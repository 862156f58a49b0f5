//! Fake collaborators shared by the integration tests

use async_trait::async_trait;
use bytes::Bytes;
use futures::stream;
use geotiff_fetcher::pipeline::PipelineContext;
use geotiff_fetcher::platform::{
    Band, ImageryPlatform, PlatformError, PlatformResult, Product, RasterData, RasterRequest,
    SceneQuery, TileGridRequest, TileStream,
};
use geotiff_fetcher::tools::{ToolCommand, ToolError, ToolRunner};
use geotiff_fetcher::{SceneId, Tile};
use serde_json::{json, Value};
use std::collections::{HashMap, HashSet};
use std::path::{Path, PathBuf};
use std::sync::Mutex;

/// Minimal little-endian TIFF payload
pub const FAKE_TIFF: &[u8] = b"II*\0fake-geotiff";

/// Square polygon used as an area of interest
pub fn aoi() -> Value {
    json!({
        "type": "Polygon",
        "coordinates": [[[-94.0, 35.0], [-93.0, 35.0], [-93.0, 36.0], [-94.0, 36.0], [-94.0, 35.0]]],
    })
}

/// `rows` x `cols` grid of tiles keyed like the platform's DLTile keys
pub fn grid(rows: usize, cols: usize, tilesize: u32, resolution: f64) -> Vec<Tile> {
    let mut tiles = Vec::new();
    for row in 0..rows {
        for col in 0..cols {
            let key = format!("{tilesize}:0:{resolution:.1}:15:{row}:{col}");
            let geometry = json!({
                "type": "Polygon",
                "coordinates": [[
                    [col as f64, row as f64],
                    [col as f64 + 1.0, row as f64],
                    [col as f64 + 1.0, row as f64 + 1.0],
                    [col as f64, row as f64 + 1.0],
                    [col as f64, row as f64],
                ]],
            });
            tiles.push(Tile::new(key, geometry, tilesize, resolution));
        }
    }
    tiles
}

/// In-memory imagery platform
#[derive(Default)]
pub struct FakePlatform {
    products: HashSet<String>,
    bands: Vec<String>,
    derived_bands: Vec<String>,
    places: HashMap<String, Value>,
    scenes: Vec<SceneId>,
    tiles: Vec<Tile>,
    tile_scenes: HashMap<String, Vec<SceneId>>,
    empty: HashSet<String>,
    failing: HashSet<String>,
    garbage: HashSet<String>,
    /// Every catalog query received
    pub searches: Mutex<Vec<SceneQuery>>,
    /// Every raster request received
    pub rasters: Mutex<Vec<RasterRequest>>,
}

impl FakePlatform {
    /// Platform knowing one product with red/green/blue bands and an `ndvi` derived band
    pub fn new(product_id: &str) -> Self {
        Self {
            products: HashSet::from([product_id.to_string()]),
            bands: vec!["red".into(), "green".into(), "blue".into()],
            derived_bands: vec!["derived:ndvi".into()],
            ..Self::default()
        }
    }

    /// Catalog answer for scene-mode searches
    pub fn with_scenes(mut self, ids: &[&str]) -> Self {
        self.scenes = ids.iter().map(|id| SceneId::from(*id)).collect();
        self
    }

    /// Tile grid answer
    pub fn with_tiles(mut self, tiles: Vec<Tile>) -> Self {
        self.tiles = tiles;
        self
    }

    /// Scenes intersecting one tile
    pub fn with_tile_scenes(mut self, tile_key: &str, ids: &[&str]) -> Self {
        self.tile_scenes.insert(
            tile_key.to_string(),
            ids.iter().map(|id| SceneId::from(*id)).collect(),
        );
        self
    }

    /// A named place
    pub fn with_place(mut self, slug: &str, shape: Value) -> Self {
        self.places.insert(slug.to_string(), shape);
        self
    }

    /// The raster for `key` (scene id or tile key) comes back empty
    pub fn with_empty_raster(mut self, key: &str) -> Self {
        self.empty.insert(key.to_string());
        self
    }

    /// The raster for `key` fails with a network error
    pub fn with_failing_raster(mut self, key: &str) -> Self {
        self.failing.insert(key.to_string());
        self
    }

    /// The raster for `key` is not a GeoTIFF
    pub fn with_garbage_raster(mut self, key: &str) -> Self {
        self.garbage.insert(key.to_string());
        self
    }

    fn raster_key(request: &RasterRequest) -> String {
        request
            .dltile
            .as_ref()
            .and_then(|t| t["properties"]["key"].as_str())
            .map(str::to_string)
            .unwrap_or_else(|| request.ids.first().cloned().unwrap_or_default())
    }
}

#[async_trait]
impl ImageryPlatform for FakePlatform {
    async fn product(&self, product_id: &str) -> PlatformResult<Product> {
        if !self.products.contains(product_id) {
            return Err(PlatformError::NotFound(format!("product {product_id}")));
        }
        Ok(Product {
            id: product_id.to_string(),
            title: None,
        })
    }

    async fn bands(&self, _product_id: &str) -> PlatformResult<Vec<Band>> {
        Ok(self.bands.iter().map(|name| Band { name: name.clone() }).collect())
    }

    async fn derived_bands(&self) -> PlatformResult<Vec<Band>> {
        Ok(self
            .derived_bands
            .iter()
            .map(|name| Band { name: name.clone() })
            .collect())
    }

    async fn place_shape(&self, slug: &str) -> PlatformResult<Value> {
        self.places
            .get(slug)
            .cloned()
            .ok_or_else(|| PlatformError::NotFound(format!("place {slug}")))
    }

    async fn search_ids(&self, query: &SceneQuery) -> PlatformResult<Vec<SceneId>> {
        self.searches.lock().unwrap().push(query.clone());
        match &query.dltile {
            Some(tile) => {
                let key = tile["properties"]["key"].as_str().unwrap_or_default();
                Ok(self.tile_scenes.get(key).cloned().unwrap_or_default())
            }
            None => Ok(self.scenes.clone()),
        }
    }

    async fn tiles_from_shape(&self, _request: &TileGridRequest) -> PlatformResult<TileStream> {
        let tiles: Vec<PlatformResult<Tile>> = self.tiles.iter().cloned().map(Ok).collect();
        Ok(Box::pin(stream::iter(tiles)))
    }

    async fn raster(&self, request: &RasterRequest) -> PlatformResult<RasterData> {
        self.rasters.lock().unwrap().push(request.clone());
        let key = Self::raster_key(request);
        if self.failing.contains(&key) {
            return Err(PlatformError::NetworkError(format!("connection reset fetching {key}")));
        }
        if self.empty.contains(&key) {
            return Ok(RasterData::Empty);
        }
        if self.garbage.contains(&key) {
            return Ok(RasterData::Image(Bytes::from_static(b"<html>bad gateway</html>")));
        }
        Ok(RasterData::Image(Bytes::from_static(FAKE_TIFF)))
    }
}

/// Tool runner that fakes GDAL and gsutil by creating their output files
#[derive(Default)]
pub struct FakeTools {
    fail_program: Option<String>,
    /// Every command received, in order
    pub commands: Mutex<Vec<ToolCommand>>,
    /// Manifest lines as seen by the mosaic step
    pub manifest_lines: Mutex<Vec<String>>,
}

impl FakeTools {
    /// Tools that always succeed
    pub fn new() -> Self {
        Self::default()
    }

    /// Tools where `program` exits non-zero
    pub fn failing(program: &str) -> Self {
        Self {
            fail_program: Some(program.to_string()),
            ..Self::default()
        }
    }

    /// Program names in invocation order
    pub fn programs(&self) -> Vec<String> {
        self.commands
            .lock()
            .unwrap()
            .iter()
            .map(|c| c.program.clone())
            .collect()
    }

    /// Commands for one program
    pub fn commands_for(&self, program: &str) -> Vec<ToolCommand> {
        self.commands
            .lock()
            .unwrap()
            .iter()
            .filter(|c| c.program == program)
            .cloned()
            .collect()
    }

    /// Manifest lines captured from the mosaic step
    pub fn manifest(&self) -> Vec<String> {
        self.manifest_lines.lock().unwrap().clone()
    }
}

#[async_trait]
impl ToolRunner for FakeTools {
    async fn run(&self, command: &ToolCommand) -> Result<(), ToolError> {
        self.commands.lock().unwrap().push(command.clone());

        if self.fail_program.as_deref() == Some(command.program.as_str()) {
            return Err(ToolError::ExitStatus {
                command: command.to_string(),
                status: "exit status: 1".to_string(),
                stderr: "ERROR 1: fake failure".to_string(),
            });
        }

        if command.program == "gdalbuildvrt" {
            let manifest = command
                .flag_value("-input_file_list")
                .expect("mosaic command names its manifest");
            let contents = std::fs::read_to_string(manifest).expect("manifest is readable");
            *self.manifest_lines.lock().unwrap() = contents.lines().map(str::to_string).collect();
        }

        if command.program.starts_with("gdal") {
            let output = command.last_arg().expect("GDAL commands end with their output");
            std::fs::write(output, FAKE_TIFF).expect("tool output is writable");
        }
        Ok(())
    }
}

/// Scene-mode context writing `out/result.tif` with run directories under `work`
pub fn context(root: &Path, product_id: &str) -> PipelineContext {
    PipelineContext::new(product_id, output_path(root)).with_work_dir_base(work_base(root))
}

/// Final GeoTIFF path used by [`context`]
pub fn output_path(root: &Path) -> PathBuf {
    root.join("out").join("result.tif")
}

/// Base for run directories used by [`context`]; created on demand
pub fn work_base(root: &Path) -> PathBuf {
    let base = root.join("work");
    std::fs::create_dir_all(&base).expect("work base is creatable");
    base
}

/// Entries currently in a directory
pub fn entries(dir: &Path) -> Vec<PathBuf> {
    let mut entries: Vec<PathBuf> = std::fs::read_dir(dir)
        .expect("directory is readable")
        .map(|e| e.expect("entry is readable").path())
        .collect();
    entries.sort();
    entries
}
==================================================
• About this exercise
When copying the data above, please keep exactly the lines from its first line through the line with "platform's DLTile keys", both ends included, and drop the rest.

• Answer section
repository 862156f58a49b0f5
//! Fake collaborators shared by the integration tests

use async_trait::async_trait;
use bytes::Bytes;
use futures::stream;
use geotiff_fetcher::pipeline::PipelineContext;
use geotiff_fetcher::platform::{
    Band, ImageryPlatform, PlatformError, PlatformResult, Product, RasterData, RasterRequest,
    SceneQuery, TileGridRequest, TileStream,
};
use geotiff_fetcher::tools::{ToolCommand, ToolError, ToolRunner};
use geotiff_fetcher::{SceneId, Tile};
use serde_json::{json, Value};
use std::collections::{HashMap, HashSet};
use std::path::{Path, PathBuf};
use std::sync::Mutex;

/// Minimal little-endian TIFF payload
pub const FAKE_TIFF: &[u8] = b"II*\0fake-geotiff";

/// Square polygon used as an area of interest
pub fn aoi() -> Value {
    json!({
        "type": "Polygon",
        "coordinates": [[[-94.0, 35.0], [-93.0, 35.0], [-93.0, 36.0], [-94.0, 36.0], [-94.0, 35.0]]],
    })
}

/// `rows` x `cols` grid of tiles keyed like the platform's DLTile keys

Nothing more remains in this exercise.